First, why did he choose the businesses he chose to start with? To me most don't make alot of sense. Bowling alleys? movie theaters (there are currently no scheduled releases until late June and those are likely to get pushed). I get the hair and nail salons since people are feeling shaggy, but I don't know how you actually run those businesses and keep to good social distancing.
Second, I just think it is still too early. I don't think anybody would argue that GA right now does meet the re-opening guidelines put out last week. I would have aimed for Memorial Day myself.

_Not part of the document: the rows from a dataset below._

//! Authentication backend module.
//!
//! `AuthBackend` is the collaborator that turns login or signup input into a
//! `CredentialRecord`. No remote service exists yet; `MockAuthBackend`
//! accepts a single demo account and any well-formed registration.

pub mod error;
pub mod mock;

use async_trait::async_trait;

use crate::auth::{CredentialRecord, LoginCredentials, SignupForm};

pub use error::AuthError;
pub use mock::MockAuthBackend;

#[async_trait]
pub trait AuthBackend: Send + Sync {
    async fn sign_in(&self, credentials: &LoginCredentials) -> Result<CredentialRecord, AuthError>;

    async fn sign_up(&self, form: &SignupForm) -> Result<CredentialRecord, AuthError>;
}
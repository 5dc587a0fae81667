#![cfg_attr(feature = "fail-on-warnings", deny(warnings))]
#![warn(clippy::all, clippy::pedantic, clippy::nursery, clippy::cargo)]
#![allow(clippy::multiple_crate_versions, clippy::cargo_common_metadata)]

//! Upstream seismic catalog adapter.
//!
//! The catalog is an FDSN event web service that answers `GeoJSON`
//! feature collections. It supports time windows and rectangular
//! bounding boxes but no radius search and no pagination, so every query
//! pulls its whole window in a single request.
//!
//! Each data provider implements the [`EventSource`] trait. The production
//! implementation is [`http::HttpEventSource`].

pub mod http;

use async_trait::async_trait;
use chrono::{DateTime, Utc};
use quakewatch_event_models::{BoundingBox, SeismicEvent};

/// Default FDSN event endpoint (INGV, Italy).
pub const DEFAULT_UPSTREAM_URL: &str = "https://webservices.ingv.it/fdsnws/event/1/query";

/// Timestamp layout the FDSN `starttime`/`endtime` parameters expect.
const FDSN_TIME_FORMAT: &str = "%Y-%m-%dT%H:%M:%S";

/// Errors that can occur while fetching from the upstream catalog.
#[derive(Debug, thiserror::Error)]
pub enum SourceError {
    /// HTTP request failed before a response arrived.
    #[error("HTTP request failed: {0}")]
    Http(#[from] reqwest::Error),

    /// The upstream catalog answered with a non-success status.
    #[error("Upstream request failed: {status} {reason}")]
    Status {
        /// HTTP status code.
        status: u16,
        /// Canonical reason phrase for the status.
        reason: String,
    },

    /// The response body is not a `GeoJSON` feature collection.
    #[error("JSON parse error: {0}")]
    Json(#[from] serde_json::Error),

    /// The configured base URL could not be combined with the query.
    #[error("Invalid upstream URL '{url}': {message}")]
    InvalidUrl {
        /// The offending base URL.
        url: String,
        /// Parser message.
        message: String,
    },
}

/// A single upstream fetch: a time window plus an optional bounding box.
#[derive(Debug, Clone, PartialEq)]
pub struct UpstreamQuery {
    /// Inclusive window start.
    pub start: DateTime<Utc>,
    /// Inclusive window end.
    pub end: DateTime<Utc>,
    /// Rectangular pre-filter applied by the catalog.
    pub bbox: Option<BoundingBox>,
}

impl UpstreamQuery {
    /// Creates a query for the given window without a bounding box.
    #[must_use]
    pub const fn window(start: DateTime<Utc>, end: DateTime<Utc>) -> Self {
        Self {
            start,
            end,
            bbox: None,
        }
    }

    /// Restricts the query to a bounding box.
    #[must_use]
    pub const fn with_bbox(mut self, bbox: BoundingBox) -> Self {
        self.bbox = Some(bbox);
        self
    }

    /// FDSN query parameters, in a stable order.
    #[must_use]
    pub fn params(&self) -> Vec<(&'static str, String)> {
        let mut params = vec![
            ("starttime", self.start.format(FDSN_TIME_FORMAT).to_string()),
            ("endtime", self.end.format(FDSN_TIME_FORMAT).to_string()),
        ];
        if let Some(bbox) = &self.bbox {
            params.push(("minlatitude", bbox.min_latitude.to_string()));
            params.push(("maxlatitude", bbox.max_latitude.to_string()));
            params.push(("minlongitude", bbox.min_longitude.to_string()));
            params.push(("maxlongitude", bbox.max_longitude.to_string()));
        }
        params.push(("format", "geojson".to_string()));
        params
    }

    /// Assembles the full request URL against `base_url`.
    ///
    /// # Errors
    ///
    /// Returns [`SourceError::InvalidUrl`] if `base_url` is not a valid URL.
    pub fn to_url(&self, base_url: &str) -> Result<String, SourceError> {
        reqwest::Url::parse_with_params(base_url, self.params())
            .map(String::from)
            .map_err(|e| SourceError::InvalidUrl {
                url: base_url.to_string(),
                message: e.to_string(),
            })
    }
}

/// Trait that all upstream event sources must implement.
///
/// An implementation performs exactly one round trip per call: no
/// retries, no caching, no filtering beyond what the query carries.
#[async_trait]
pub trait EventSource: Send + Sync {
    /// Fetches every event in the query window.
    ///
    /// # Errors
    ///
    /// Returns [`SourceError`] if the request fails, the catalog answers
    /// with a non-success status, or the body cannot be parsed.
    async fn fetch(&self, query: &UpstreamQuery) -> Result<Vec<SeismicEvent>, SourceError>;
}

/// Parses a `GeoJSON` feature collection body into events.
///
/// An empty body is an empty collection. Features that cannot be decoded
/// (no point geometry, no event id) are skipped with a warning.
///
/// # Errors
///
/// Returns [`SourceError::Json`] if the body is not a feature collection.
pub fn parse_feature_collection(body: &str) -> Result<Vec<SeismicEvent>, SourceError> {
    if body.trim().is_empty() {
        return Ok(Vec::new());
    }

    let collection: geojson::FeatureCollection = serde_json::from_str(body)?;
    let mut skipped = 0usize;
    let events: Vec<SeismicEvent> = collection
        .features
        .iter()
        .filter_map(|feature| match SeismicEvent::try_from(feature) {
            Ok(event) => Some(event),
            Err(e) => {
                skipped += 1;
                log::debug!("Skipping upstream feature {:?}: {e}", feature.id);
                None
            }
        })
        .collect();

    if skipped > 0 {
        log::warn!(
            "Skipped {skipped} of {} upstream features that could not be decoded",
            collection.features.len()
        );
    }

    Ok(events)
}

#[cfg(test)]
mod tests {
    use super::*;
    use chrono::TimeZone as _;

    fn query() -> UpstreamQuery {
        UpstreamQuery::window(
            Utc.with_ymd_and_hms(2024, 1, 1, 0, 0, 0).unwrap(),
            Utc.with_ymd_and_hms(2024, 1, 31, 23, 59, 59).unwrap(),
        )
    }

    #[test]
    fn params_without_bbox() {
        let params = query().params();
        assert_eq!(
            params,
            vec![
                ("starttime", "2024-01-01T00:00:00".to_string()),
                ("endtime", "2024-01-31T23:59:59".to_string()),
                ("format", "geojson".to_string()),
            ]
        );
    }

    #[test]
    fn params_with_bbox() {
        let params = query()
            .with_bbox(BoundingBox::new(37.91, 40.14, 15.63, 17.21))
            .params();
        let keys: Vec<&str> = params.iter().map(|(k, _)| *k).collect();
        assert_eq!(
            keys,
            [
                "starttime",
                "endtime",
                "minlatitude",
                "maxlatitude",
                "minlongitude",
                "maxlongitude",
                "format"
            ]
        );
        assert_eq!(params[2].1, "37.91");
        assert_eq!(params[5].1, "17.21");
    }

    #[test]
    fn url_is_assembled_and_encoded() {
        let url = query().to_url(DEFAULT_UPSTREAM_URL).unwrap();
        assert!(url.starts_with("https://webservices.ingv.it/fdsnws/event/1/query?"));
        assert!(url.contains("starttime=2024-01-01T00%3A00%3A00"));
        assert!(url.ends_with("format=geojson"));
    }

    #[test]
    fn invalid_base_url() {
        assert!(matches!(
            query().to_url("not a url"),
            Err(SourceError::InvalidUrl { .. })
        ));
    }

    #[test]
    fn parses_collection_and_skips_bad_features() {
        let body = serde_json::json!({
            "type": "FeatureCollection",
            "features": [
                {
                    "type": "Feature",
                    "properties": { "eventId": 10, "mag": 1.5, "time": "2024-01-02T03:04:05" },
                    "geometry": { "type": "Point", "coordinates": [13.0, 42.0, 8.0] }
                },
                {
                    "type": "Feature",
                    "properties": { "mag": 2.0 },
                    "geometry": { "type": "Point", "coordinates": [13.0, 42.0, 8.0] }
                }
            ]
        })
        .to_string();

        let events = parse_feature_collection(&body).unwrap();
        assert_eq!(events.len(), 1);
        assert_eq!(events[0].event_id, 10);
    }

    #[test]
    fn empty_collection_and_empty_body() {
        let body = r#"{"type":"FeatureCollection","features":[]}"#;
        assert!(parse_feature_collection(body).unwrap().is_empty());
        assert!(parse_feature_collection("  ").unwrap().is_empty());
    }

    #[test]
    fn garbage_body_is_an_error() {
        assert!(matches!(
            parse_feature_collection("<html>oops</html>"),
            Err(SourceError::Json(_))
        ));
    }
}
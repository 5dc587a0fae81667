//! HTTP handler functions for the quakewatch API.
//!
//! Each `/earthquakes` handler forwards its raw query string to one
//! [`QueryEngine`](quakewatch_query::QueryEngine) intent and wraps the
//! result. Errors are translated to status codes in [`error_response`]
//! only.

use actix_web::error::{InternalError, QueryPayloadError};
use actix_web::http::StatusCode;
use actix_web::{HttpRequest, HttpResponse, web};
use quakewatch_query::{EventPage, Intent, QueryError};
use quakewatch_server_models::{
    ApiError, ApiHealth, ApiResponse, DateRangeQueryParams, DepthQueryParams,
    EventIdQueryParams, ListQueryParams, LocationQueryParams, MagnitudeQueryParams,
    MonthQueryParams, RegionQueryParams,
};
use quakewatch_source::SourceError;

use crate::AppState;

/// Sent instead of the real message for failures that are not the
/// caller's to see.
const INTERNAL_ERROR_MESSAGE: &str = "Internal server error";

/// `GET /api/health`
pub async fn health() -> HttpResponse {
    HttpResponse::Ok().json(ApiHealth {
        healthy: true,
        version: env!("CARGO_PKG_VERSION").to_string(),
    })
}

/// `GET /earthquakes/recent`
pub async fn recent(state: web::Data<AppState>, list: web::Query<ListQueryParams>) -> HttpResponse {
    let result = state.engine.recent(&list.into_inner().into()).await;
    respond(
        Intent::Recent,
        "Earthquakes from the start of the year until now",
        result,
    )
}

/// `GET /earthquakes/today`
pub async fn today(state: web::Data<AppState>, list: web::Query<ListQueryParams>) -> HttpResponse {
    let result = state.engine.today(&list.into_inner().into()).await;
    respond(Intent::Today, "Earthquakes from today", result)
}

/// `GET /earthquakes/last-week`
pub async fn last_week(
    state: web::Data<AppState>,
    list: web::Query<ListQueryParams>,
) -> HttpResponse {
    let result = state.engine.last_week(&list.into_inner().into()).await;
    respond(Intent::LastWeek, "Earthquakes from the last seven days", result)
}

/// `GET /earthquakes/month`
pub async fn month(
    state: web::Data<AppState>,
    params: web::Query<MonthQueryParams>,
    list: web::Query<ListQueryParams>,
) -> HttpResponse {
    let params = params.into_inner();
    let message = format!(
        "Earthquakes from month {} of {}",
        params.month.as_deref().unwrap_or_default().trim(),
        params.year.as_deref().unwrap_or_default().trim(),
    );
    let result = state
        .engine
        .month(&params.into(), &list.into_inner().into())
        .await;
    respond(Intent::Month, message, result)
}

/// `GET /earthquakes/range-time`
pub async fn range_time(
    state: web::Data<AppState>,
    params: web::Query<DateRangeQueryParams>,
    list: web::Query<ListQueryParams>,
) -> HttpResponse {
    let params = params.into_inner();
    let message = format!(
        "Earthquakes from {} to {}",
        params.start_date.as_deref().unwrap_or_default().trim(),
        params.end_date.as_deref().unwrap_or_default().trim(),
    );
    let result = state
        .engine
        .date_range(&params.into(), &list.into_inner().into())
        .await;
    respond(Intent::DateRange, message, result)
}
#![cfg_attr(feature = "fail-on-warnings", deny(warnings))]
#![warn(clippy::all, clippy::pedantic, clippy::nursery, clippy::cargo)]
#![allow(clippy::multiple_crate_versions, clippy::cargo_common_metadata)]

//! API request and response types for the quakewatch server.
//!
//! Query-string types keep every value as the caller sent it (`Option<String>`)
//! so that malformed input reaches the query engine's validation instead of
//! failing inside the extractor with a less specific message.

use quakewatch_query::{
    DateRangeParams, EventPage, EventRecord, ListParams, LocationParams, MonthParams,
};
use serde::{Deserialize, Serialize};

/// Pagination, sort and projection parameters shared by every list endpoint.
#[derive(Debug, Clone, Default, Deserialize)]
pub struct ListQueryParams {
    /// 1-based page number.
    pub page: Option<String>,
    /// Page size.
    pub limit: Option<String>,
    /// Comma-separated sort keys, `-` prefix for descending.
    pub sort: Option<String>,
    /// Comma-separated projection fields.
    pub fields: Option<String>,
}

impl From<ListQueryParams> for ListParams {
    fn from(params: ListQueryParams) -> Self {
        Self {
            page: params.page,
            limit: params.limit,
            sort: params.sort,
            fields: params.fields,
        }
    }
}

/// Query parameters for `/earthquakes/month`.
#[derive(Debug, Clone, Default, Deserialize)]
pub struct MonthQueryParams {
    /// Four-digit year.
    pub year: Option<String>,
    /// Month number, 1-12.
    pub month: Option<String>,
}

impl From<MonthQueryParams> for MonthParams {
    fn from(params: MonthQueryParams) -> Self {
        Self {
            year: params.year,
            month: params.month,
        }
    }
}

/// Query parameters for `/earthquakes/range-time`.
#[derive(Debug, Clone, Default, Deserialize)]
pub struct DateRangeQueryParams {
    /// First day, `YYYY-MM-DD`.
    #[serde(rename = "startdate")]
    pub start_date: Option<String>,
    /// Last day (inclusive), `YYYY-MM-DD`.
    #[serde(rename = "enddate")]
    pub end_date: Option<String>,
    /// Minimum magnitude.
    #[serde(rename = "minmag")]
    pub min_magnitude: Option<String>,
    /// Maximum depth in km.
    #[serde(rename = "maxdepth")]
    pub max_depth: Option<String>,
}

impl From<DateRangeQueryParams> for DateRangeParams {
    fn from(params: DateRangeQueryParams) -> Self {
        Self {
            start_date: params.start_date,
            end_date: params.end_date,
            min_magnitude: params.min_magnitude,
            max_depth: params.max_depth,
        }
    }
}

/// Query parameters for `/earthquakes/region`.
#[derive(Debug, Clone, Default, Deserialize)]
pub struct RegionQueryParams {
    /// Italian region name, case insensitive.
    pub region: Option<String>,
}

/// Query parameters for `/earthquakes/depth`.
#[derive(Debug, Clone, Default, Deserialize)]
pub struct DepthQueryParams {
    /// Minimum depth in km.
    pub depth: Option<String>,
}

/// Query parameters for `/earthquakes/magnitude`.
#[derive(Debug, Clone, Default, Deserialize)]
pub struct MagnitudeQueryParams {
    /// Exclusive lower magnitude bound.
    pub mag: Option<String>,
}

/// Query parameters for `/earthquakes/eventId`.
#[derive(Debug, Clone, Default, Deserialize)]
pub struct EventIdQueryParams {
    /// Upstream event id.
    #[serde(rename = "eventId")]
    pub event_id: Option<String>,
}

/// Query parameters for `/earthquakes/location`.
#[derive(Debug, Clone, Default, Deserialize)]
pub struct LocationQueryParams {
    /// Reference latitude in degrees.
    pub latitude: Option<String>,
    /// Reference longitude in degrees.
    pub longitude: Option<String>,
    /// Radius in km.
    pub radius: Option<String>,
}

impl From<LocationQueryParams> for LocationParams {
    fn from(params: LocationQueryParams) -> Self {
        Self {
            latitude: params.latitude,
            longitude: params.longitude,
            radius: params.radius,
        }
    }
}

/// Pagination metadata attached to every list response.
#[derive(Debug, Clone, Copy, PartialEq, Eq, Serialize)]
#[serde(rename_all = "camelCase")]
pub struct ApiPagination {
    /// Effective page number.
    pub page: usize,
    /// Number of pages.
    pub total_pages: usize,
    /// Effective page size.
    pub limit: usize,
    /// Whether a later page exists.
    pub has_more: bool,
}

/// Successful response envelope.
#[derive(Debug, Clone, Serialize)]
#[serde(rename_all = "camelCase")]
pub struct ApiResponse {
    /// Always `true`.
    pub success: bool,
    /// Human-readable summary of the query.
    pub message: String,
    /// Events on this page, full or projected.
    pub payload: Vec<EventRecord>,
    /// Events matching the query across all pages.
    pub total_earthquakes: usize,
    /// Where this page sits in the full result.
    pub pagination: ApiPagination,
}

impl ApiResponse {
    /// Wraps a processed page.
    #[must_use]
    pub fn from_page(message: impl Into<String>, page: EventPage) -> Self {
        Self {
            success: true,
            message: message.into(),
            total_earthquakes: page.total_fetched,
            pagination: ApiPagination {
                page: page.page,
                total_pages: page.total_pages,
                limit: page.limit,
                has_more: page.has_more,
            },
            payload: page.items,
        }
    }
}

/// Error response envelope.
#[derive(Debug, Clone, PartialEq, Eq, Serialize)]
#[serde(rename_all = "camelCase")]
pub struct ApiError {
    /// Always `false`.
    pub success: bool,
    /// HTTP status code.
    pub code: u16,
    /// Human-readable description.
    pub message: String,
}

impl ApiError {
    /// Creates an error envelope for the given status code.
    #[must_use]
    pub fn new(code: u16, message: impl Into<String>) -> Self {
        Self {
            success: false,
            code,
            message: message.into(),
        }
    }
}

/// Health check response.
#[derive(Debug, Clone, Serialize, Deserialize)]
#[serde(rename_all = "camelCase")]
pub struct ApiHealth {
    /// Whether the server is healthy.
    pub healthy: bool,
    /// Server version.
    pub version: String,
}

#[cfg(test)]
mod tests {
    use super::*;
    use quakewatch_query::Page;
    use serde_json::json;

    #[test]
    fn envelope_uses_camel_case_and_page_metadata() {
        let page: EventPage = Page {
            items: Vec::new(),
            page: 2,
            limit: 10,
            total_pages: 3,
            total_fetched: 25,
            has_more: true,
        };
        let value = serde_json::to_value(ApiResponse::from_page("ok", page)).unwrap();
        assert_eq!(
            value,
            json!({
                "success": true,
                "message": "ok",
                "payload": [],
                "totalEarthquakes": 25,
                "pagination": { "page": 2, "totalPages": 3, "limit": 10, "hasMore": true },
            })
        );
    }

    #[test]
    fn error_envelope() {
        let value = serde_json::to_value(ApiError::new(404, "gone")).unwrap();
        assert_eq!(value, json!({ "success": false, "code": 404, "message": "gone" }));
    }

    #[test]
    fn date_range_params_use_wire_names() {
        let params: DateRangeQueryParams = serde_json::from_value(json!({
            "startdate": "2024-01-01",
            "enddate": "2024-01-31",
            "minmag": "2.5",
        }))
        .unwrap();
        let params = DateRangeParams::from(params);
        assert_eq!(params.start_date.as_deref(), Some("2024-01-01"));
        assert_eq!(params.end_date.as_deref(), Some("2024-01-31"));
        assert_eq!(params.min_magnitude.as_deref(), Some("2.5"));
        assert_eq!(params.max_depth, None);
    }

    #[test]
    fn event_id_param_is_camel_case() {
        let params: EventIdQueryParams =
            serde_json::from_value(json!({ "eventId": "38457211" })).unwrap();
        assert_eq!(params.event_id.as_deref(), Some("38457211"));
    }
}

As we have found out more about this virus I think the mindset has changed somewhat with the experts who study it. The transmission rates keeps getting inched upwards. That's scary because it means fewer people have to get infected for it to start to run out of control.
So all it takes is a handful of people and/or businesses to ignore the guidelines that will be issued to have this go sideways.
i think this was always going to be a case (and it was laid out as such) that we would have to employ strong mitigation measures, then we will be able to relax them for awhile, then have to tighten them up some (though hopefully not as much as the first time) and repeat until we have therapies and/or vaccines that work. i think that was the idea of the new normal.
Last night I was working on the stats for GA. Here are some of the charts that make me nervous and why i would have liked to wait a little longer before loosening.
This is GA's 5 Day rolling avg deaths. To my eye it doesn't look like we have really bent it down much yet. Also, i do find it ironic that Gov Kemp chose to announce re-opening on the highest death day so far for GA.
This one is the 5 day rolling avg cases. At best we may be starting to plateau.
These next 2 are the 2 that concern me the most. The experts seem to be aligned right now with the idea that to really be able to manage this from a test and trace perspective, you need a positive case rate between 5-10%, any more than that and you aren't testing enough to stay in front of the virus rather than reacting to it. GA hasn't had just a single day where the positive test % rate was lower than 21% (and that was on the second day they started providing testing numbers).
FWIW, on a nationwide level the postive test percentage has been in the upper teens for most of the last week, so GA is well below the avg in this measure.
My hope is that everything goes well and that we can keep it under control. My concern is that we may be re-opening too early and that is could cause us to lose control of the situation quickly.
one last none GA note. Munich cancelled Oktoberfest today. First time since WWII. Only the third time ourside of the war. 1854, 1873.
Germany had already cancelled large public gatherings through August so this was not unexpected - but is quite a hit to their economy (they get about $1.3B yr from it).